Detroit ― Michigan will be competing for a third battery plant battery plant in North America for the maker of Jeep SUVs and Ram pickup trucks, Mark Stewart, Stellantis NV’s chief operating officer, said on Tuesday, as the automaker prepares for a more rapid adoption of electric vehicles.
Stewart said Stellantis is expecting that it’ll need a third plant to launch in 2026 or 2027. A fourth possibly could follow by 2030 when it expects up to 53% of its vehicles sale will be all-electric here with 25 battery-electric options. The company is flexible based on the locations of its assembly plants, and it’s looking at locations in the United States, Canada and Mexico. An announcement could be coming within in the next four to five months, Stewart said, since it typically takes roughly three years to get a battery plant up and running.
“Michigan will be a part of that discussion,” Stewart told The Detroit News after a fireside chat at Reuters’ Automotive USA conference at the Huntington Place convention center downtown. “We’re going back and having discussions with with all of the states again, but … I told (Michigan Economic Development Corp. CEO) Quentin Messer Jr. and (Gov.) Gretchen (Whitmer) both that we absolutely want to want to engage in conversations and look at sites again, being close to our areas of core strength and our people.”
He added that those goals assume a strong acceptance rate of EVs and that vehicles can meet requirements of the legislation known as the Inflation Reduction Act that offers up to a $7,500 subsidy for EVs. Few vehicles right now meet the North American supply requirements for the incentive, though Stellantis doesn’t have any EVs in North America right now. Its first, an all-electric Ram ProMaster commercial van, launches next year.
“There’s a lot of unknowns,” Stewart noted. “But we’re really optimistic on that side of it.”
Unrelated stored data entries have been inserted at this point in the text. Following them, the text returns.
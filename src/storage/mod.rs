//! # Storage Layer
//!
//! Persistence for pagesync workspaces with git-friendly file formats.
//!
//! ## Storage Formats
//!
//! | Data | Format | Location |
//! |------|--------|----------|
//! | Pages, translations, recycle bin | JSONL, one tagged record per line | `.pagesync/content.jsonl` |
//! | Config | TOML | `.pagesync/config.toml` |
//!
//! ## Concurrency Safety
//!
//! - [`Workspace::lock`] holds an exclusive `fs2` lock for a whole
//!   load-mutate-save cycle
//! - [`JsonlStore`] takes shared locks on read and exclusive locks on write
//! - All writes are atomic (temp file + rename); one save is one rename,
//!   so moving a record into or out of the bin is all-or-nothing
//!
//! ## Workspace Structure
//!
//! ```text
//! .pagesync/
//! ├── content.jsonl         # Global pages, translations and bin entries
//! ├── config.toml           # Workspace configuration
//! ├── .lock                 # Held while a command runs
//! └── .gitignore
//! ```

mod config;
mod jsonl;
mod workspace;

pub use config::{
    BinConfig, Config, ConfigError, GlobalConfig, OutputFormat, ProjectConfig, PropagationConfig,
    TranslatorConfig,
};
pub use jsonl::JsonlStore;
pub use workspace::{Workspace, WorkspaceError, WorkspaceLock, WORKSPACE_DIR};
The transatlantic automaker already has announced two joint-venture battery plants in North America, but Michigan has missed out. In Windsor, Ontario, with LG Energy Solution under the name NextStart Energy, a $4.1 billion plant starting in the first quarter of 2024 is slated to have 45 gigawatt hours of annual capacity, creating 2,500 jobs. In Kokomo, Indiana, with Samsung SDI, a $2.5 billion plant starting in the first quarter of 2025 is expected to offer annual production capacity of 23 gigawatt hours, though that could grow to 33 gigawatt hours. That should create 1,400 jobs.
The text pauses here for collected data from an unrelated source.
//! Line-level comparison between a Global source and a local translation
//!
//! Backs manual reconciliation of Overridden translations: the editor sees
//! which lines the local version removed from or added to the source and
//! then either accepts the source wholesale or keeps the local document.

use serde::Serialize;

/// Side a diff line belongs to
#[derive(Debug, Clone, Copy, PartialEq, Eq, Serialize)]
#[serde(rename_all = "snake_case")]
pub enum DiffOp {
    /// Present in both
    Unchanged,
    /// Only in the source
    Removed,
    /// Only in the local version
    Added,
}

impl DiffOp {
    /// Prefix used for unified-style rendering
    pub fn marker(&self) -> char {
        match self {
            DiffOp::Unchanged => ' ',
            DiffOp::Removed => '-',
            DiffOp::Added => '+',
        }
    }
}

#[derive(Debug, Clone, PartialEq, Eq, Serialize)]
pub struct DiffLine {
    pub op: DiffOp,
    pub text: String,
}

/// Result of comparing source content with local content
#[derive(Debug, Clone, PartialEq, Eq, Serialize)]
pub struct Comparison {
    pub lines: Vec<DiffLine>,
    pub added: usize,
    pub removed: usize,
    pub unchanged: usize,
}

impl Comparison {
    /// Returns true if both sides are identical
    pub fn is_identical(&self) -> bool {
        self.added == 0 && self.removed == 0
    }

    /// Renders the comparison with `-`/`+`/` ` prefixes
    pub fn to_unified(&self) -> String {
        let mut out = String::new();
        for line in &self.lines {
            out.push(line.op.marker());
            out.push_str(&line.text);
            out.push('\n');
        }
        out
    }
}

/// Compares two bodies line by line using a longest-common-subsequence table
pub fn compare(source: &str, local: &str) -> Comparison {
    let a: Vec<&str> = source.lines().collect();
    let b: Vec<&str> = local.lines().collect();

    // lcs[i][j] = LCS length of a[i..] and b[j..]
    let mut lcs = vec![vec![0usize; b.len() + 1]; a.len() + 1];
    for i in (0..a.len()).rev() {
        for j in (0..b.len()).rev() {
            lcs[i][j] = if a[i] == b[j] {
                lcs[i + 1][j + 1] + 1
            } else {
                lcs[i + 1][j].max(lcs[i][j + 1])
            };
        }
    }

    let mut lines = Vec::with_capacity(a.len().max(b.len()));
    let (mut i, mut j) = (0, 0);

    while i < a.len() && j < b.len() {
        if a[i] == b[j] {
            lines.push(diff_line(DiffOp::Unchanged, a[i]));
            i += 1;
            j += 1;
        } else if lcs[i + 1][j] >= lcs[i][j + 1] {
            lines.push(diff_line(DiffOp::Removed, a[i]));
            i += 1;
        } else {
            lines.push(diff_line(DiffOp::Added, b[j]));
            j += 1;
        }
    }
    lines.extend(a[i..].iter().map(|l| diff_line(DiffOp::Removed, l)));
    lines.extend(b[j..].iter().map(|l| diff_line(DiffOp::Added, l)));

    let count = |op: DiffOp| lines.iter().filter(|l| l.op == op).count();
    let (added, removed, unchanged) = (count(DiffOp::Added), count(DiffOp::Removed), count(DiffOp::Unchanged));

    Comparison {
        lines,
        added,
        removed,
        unchanged,
    }
}

fn diff_line(op: DiffOp, text: &str) -> DiffLine {
    DiffLine {
        op,
        text: text.to_string(),
    }
}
Stewart said the company is open for discussion around with whom it would partner for the third and fourth battery plants, though working with existing partners could make sense. Previously, Stellantis CEO Carlos Tavares had suggested Automotive Cells Co., a joint venture that Stellantis has in Europe with petroleum company TotalEnergies SE and Daimler AG’s Mercedes-Benz for a plant each in France, Germany and Italy, could expand to North America.
The News previously reported Stellantis and Samsung considered Monroe County’s Dundee, where Stellantis has a 1.3-million-square-foot engine plant, and a roughly 400-acre site in Marshall on the state’s west side. Properties near Belleville and Trenton were deemed too small.
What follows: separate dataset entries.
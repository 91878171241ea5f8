//! Regions: translations of Global pages and their synchronization
//!
//! Derived translations are generated from the source's latest published
//! revision. When the source publishes again, [`ContentRepository::propagate`]
//! regenerates the translations nobody edited and flags the edited ones
//! for manual reconciliation. Edited content is never overwritten unless
//! an editor accepts the source.

use serde::Serialize;

use super::content::locale_scope;
use super::{commit, ContentRepository};
use crate::domain::sync::{self, SyncAction};
use crate::domain::{
    compare, lifecycle, Comparison, Document, GenerationMethod, Locale, Page, PageId, RecordKey,
    Slug, Translation, TranslationKey, VersionTag, Versioned,
};
use crate::error::{CmsError, CmsResult};
use crate::translator::Translator;

/// What propagation did for one locale
#[derive(Debug, Clone, PartialEq, Eq, Serialize)]
#[serde(tag = "outcome", rename_all = "snake_case")]
pub enum Outcome {
    /// Content regenerated from the new source version
    Regenerated { republished: bool },
    /// Edited locally; marked for manual reconciliation
    MarkedPending,
    /// Already synced, marked or dismissed for this version
    UpToDate,
    /// Not derived from this page
    Skipped,
    /// Regeneration failed; the translation is unchanged
    Failed { error: String },
}

#[derive(Debug, Clone, PartialEq, Eq, Serialize)]
pub struct LocaleOutcome {
    pub locale: Locale,
    #[serde(flatten)]
    pub outcome: Outcome,
}

/// Per-locale results of one propagation run
#[derive(Debug, Clone, Default, PartialEq, Eq, Serialize)]
pub struct PropagationReport {
    pub source_version: VersionTag,
    pub outcomes: Vec<LocaleOutcome>,
}

impl PropagationReport {
    fn count(&self, pred: impl Fn(&Outcome) -> bool) -> usize {
        self.outcomes.iter().filter(|o| pred(&o.outcome)).count()
    }

    pub fn regenerated(&self) -> usize {
        self.count(|o| matches!(o, Outcome::Regenerated { .. }))
    }

    pub fn marked_pending(&self) -> usize {
        self.count(|o| matches!(o, Outcome::MarkedPending))
    }

    pub fn failed(&self) -> usize {
        self.count(|o| matches!(o, Outcome::Failed { .. }))
    }

    pub fn outcome(&self, locale: &Locale) -> Option<&Outcome> {
        self.outcomes
            .iter()
            .find(|o| &o.locale == locale)
            .map(|o| &o.outcome)
    }
}

/// The revision translations are generated from
struct Source {
    page: Page,
    version: VersionTag,
}

impl Source {
    fn of(record: &Versioned<Page>) -> Self {
        Self {
            page: record.latest_published().unwrap_or(&record.head).clone(),
            version: record.effective_version(),
        }
    }
}

impl ContentRepository {
    /// Creates a translation of a Global page as Draft v1, Synced
    ///
    /// The slug is the page's slug under the locale prefix and the page's
    /// resources are carried over.
    pub fn add_region(
        &mut self,
        id: &PageId,
        locale: &Locale,
        method: GenerationMethod,
        translator: &dyn Translator,
        author: &str,
    ) -> CmsResult<&Translation> {
        let record = self.page_record(id)?;
        if !record.head.allow_local_translation {
            return Err(CmsError::TranslationNotAllowed(id.clone()));
        }

        let key = TranslationKey::new(id.clone(), locale.clone());
        if self.translations.contains_key(&key) {
            return Err(CmsError::DuplicateRegion {
                page: id.clone(),
                locale: locale.clone(),
            });
        }

        let source = Source::of(record);
        let slug = record.head.doc.slug.localized(locale);
        let owner = RecordKey::Translation(key.clone());
        self.slugs.check(&locale_scope(locale), &slug, &owner)?;

        let generated = translator.generate(&source.page, locale, method)?;
        let mut doc = Document::new(generated.title, slug, generated.content, author);
        doc.resources = source.page.doc.resources.clone();
        lifecycle::validate(&doc)?;

        let baseline = sync::baseline_for(&doc.content, source.version);
        let translation = Translation::derived(id.clone(), locale.clone(), method, doc, baseline);

        self.slugs
            .reserve(locale_scope(locale), translation.doc.slug.clone(), owner)?;
        tracing::info!(translation = %key, %method, source_version = %source.version, author, "Added region");

        let record = self
            .translations
            .entry(key)
            .or_insert(Versioned::new(translation));
        Ok(&record.head)
    }

    /// Creates a locally originated page in a locale
    pub fn create_local(
        &mut self,
        locale: &Locale,
        title: &str,
        slug: Slug,
        content: &str,
        author: &str,
    ) -> CmsResult<&Translation> {
        if title.trim().is_empty() {
            return Err(CmsError::InvalidContent("title cannot be empty".to_string()));
        }

        let id = self.fresh_page_id(title);
        let translation = Translation::local(id, locale.clone(), Document::new(title, slug, content, author));
        lifecycle::validate(&translation.doc)?;

        let key = translation.key();
        self.slugs.reserve(
            locale_scope(locale),
            translation.doc.slug.clone(),
            RecordKey::Translation(key.clone()),
        )?;
        tracing::info!(translation = %key, author, "Created local page");

        let record = self
            .translations
            .entry(key)
            .or_insert(Versioned::new(translation));
        Ok(&record.head)
    }

    /// Pushes a Global page's latest published revision to its translations
    ///
    /// A failed regeneration is reported for its locale and leaves that
    /// translation unchanged; the remaining locales are still processed.
    /// Running it twice for the same source version changes nothing.
    pub fn propagate(
        &mut self,
        id: &PageId,
        translator: &dyn Translator,
        author: &str,
    ) -> CmsResult<PropagationReport> {
        let source = Source::of(self.page_record(id)?);
        let keys: Vec<TranslationKey> = self
            .translations
            .iter()
            .filter(|(_, record)| record.head.source_page_id.as_ref() == Some(id))
            .map(|(key, _)| key.clone())
            .collect();

        let mut report = PropagationReport {
            source_version: source.version,
            outcomes: Vec::with_capacity(keys.len()),
        };

        for key in keys {
            let outcome = match self.sync_one(&key, &source, translator, author) {
                Ok(outcome) => outcome,
                Err(err) => {
                    tracing::warn!(translation = %key, error = %err, "Propagation failed");
                    Outcome::Failed {
                        error: err.to_string(),
                    }
                }
            };
            report.outcomes.push(LocaleOutcome {
                locale: key.locale,
                outcome,
            });
        }

        tracing::info!(
            page = %id,
            version = %source.version,
            regenerated = report.regenerated(),
            pending = report.marked_pending(),
            failed = report.failed(),
            "Propagated page"
        );
        Ok(report)
    }

    /// Replaces a translation's document with freshly generated source content
    ///
    /// The translation becomes Synced and loses any pending or dismissed
    /// marker. A Published translation gets a new Draft for review.
    pub fn accept_source(
        &mut self,
        key: &TranslationKey,
        expected: VersionTag,
        translator: &dyn Translator,
        author: &str,
    ) -> CmsResult<&Translation> {
        let record = self.translation_record(key)?;
        record.check_version(expected)?;

        let source_id = self.source_id(&record.head)?;
        let method = record.head.origin.method().unwrap_or_default();
        let source = Source::of(self.page_record(&source_id)?);

        self.regenerate(key, &source, method, translator, author, false)?;
        tracing::info!(translation = %key, source_version = %source.version, author, "Accepted source");
        self.translation(key)
    }

    /// Keeps local content against the pending source version
    ///
    /// The translation stays Overridden, and propagation will not mark it
    /// again until the source publishes a newer version.
    pub fn keep_local(
        &mut self,
        key: &TranslationKey,
        expected: VersionTag,
        author: &str,
    ) -> CmsResult<&Translation> {
        let record = self.translation_record(key)?;
        record.check_version(expected)?;

        let source_id = self.source_id(&record.head)?;
        let dismissed = match record.head.pending_source {
            Some(version) => version,
            None => self.page_record(&source_id)?.effective_version(),
        };

        let record = self.translation_mut(key)?;
        record.head.pending_source = None;
        record.head.dismissed_source = Some(dismissed);
        record.head.doc.touch(author);
        tracing::info!(translation = %key, dismissed = %dismissed, author, "Kept local content");
        Ok(&record.head)
    }

    /// Line diff between regenerated source content and the local content
    pub fn compare(&self, key: &TranslationKey, translator: &dyn Translator) -> CmsResult<Comparison> {
        let translation = self.translation(key)?;
        let source_id = self.source_id(translation)?;
        let source = Source::of(self.page_record(&source_id)?);
        let method = translation.origin.method().unwrap_or_default();

        let generated = translator.generate(&source.page, &key.locale, method)?;
        Ok(compare::compare(&generated.content, &translation.doc.content))
    }

    fn source_id(&self, translation: &Translation) -> CmsResult<PageId> {
        translation
            .source_page_id
            .clone()
            .ok_or_else(|| CmsError::NoSource(RecordKey::Translation(translation.key())))
    }

    fn sync_one(
        &mut self,
        key: &TranslationKey,
        source: &Source,
        translator: &dyn Translator,
        author: &str,
    ) -> CmsResult<Outcome> {
        let action = sync::plan(self.translation(key)?, source.version);

        let outcome = match action {
            SyncAction::Skip => Outcome::Skipped,
            SyncAction::UpToDate => Outcome::UpToDate,
            SyncAction::MarkPending => {
                self.translation_mut(key)?.head.pending_source = Some(source.version);
                tracing::debug!(translation = %key, version = %source.version, "Marked source pending");
                Outcome::MarkedPending
            }
            SyncAction::Regenerate(method) => {
                let republish = self.policy.republish;
                let republished = self.regenerate(key, source, method, translator, author, republish)?;
                Outcome::Regenerated { republished }
            }
        };
        Ok(outcome)
    }

    /// Regenerates a translation from `source`; returns true if the
    /// result was re-published
    fn regenerate(
        &mut self,
        key: &TranslationKey,
        source: &Source,
        method: GenerationMethod,
        translator: &dyn Translator,
        author: &str,
        republish: bool,
    ) -> CmsResult<bool> {
        let record = self.translation_record(key)?;
        let generated = translator.generate(&source.page, &key.locale, method)?;
        let was_published = record.status().is_published();

        let mut draft = lifecycle::begin_edit(&record.head)?;
        draft.doc.title = generated.title;
        draft.doc.content = generated.content;
        draft.baseline = Some(sync::baseline_for(&draft.doc.content, source.version));
        draft.pending_source = None;
        draft.dismissed_source = None;
        draft.doc.touch(author);
        lifecycle::validate(&draft.doc)?;

        let republished = was_published && republish;
        let head = if republished {
            lifecycle::publish(&draft)?
        } else {
            draft
        };

        commit(self.translation_mut(key)?, head);
        Ok(republished)
    }
}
Most of Stellantis’ nine North American assembly plants are clustered in Michigan with two in Detroit, one in Sterling Heights and one in Warren. Plus, there’s an assembly plant over the Detroit River in Windsor. Having proximity to those facilities is important to reduce logistical costs, challenges, safety risks and carbon emissions with transporting heavy batteries.
Of focus for the United Auto Workers is that it will represent workers at the new battery plants and they will be included in the master contracts to receive the same benefits as autoworkers at other facilities. Stellanits leaders have said the company is neutral on unionizing with it being up to the workers, but the UAW has criticized companies like General Motors Co. for not allowing a card check system that would allow for a plant to become unionized with a majority of employee support without an election. Stewart on Tuesday said he’s “agnostic” to the method so long as it is “handled properly.”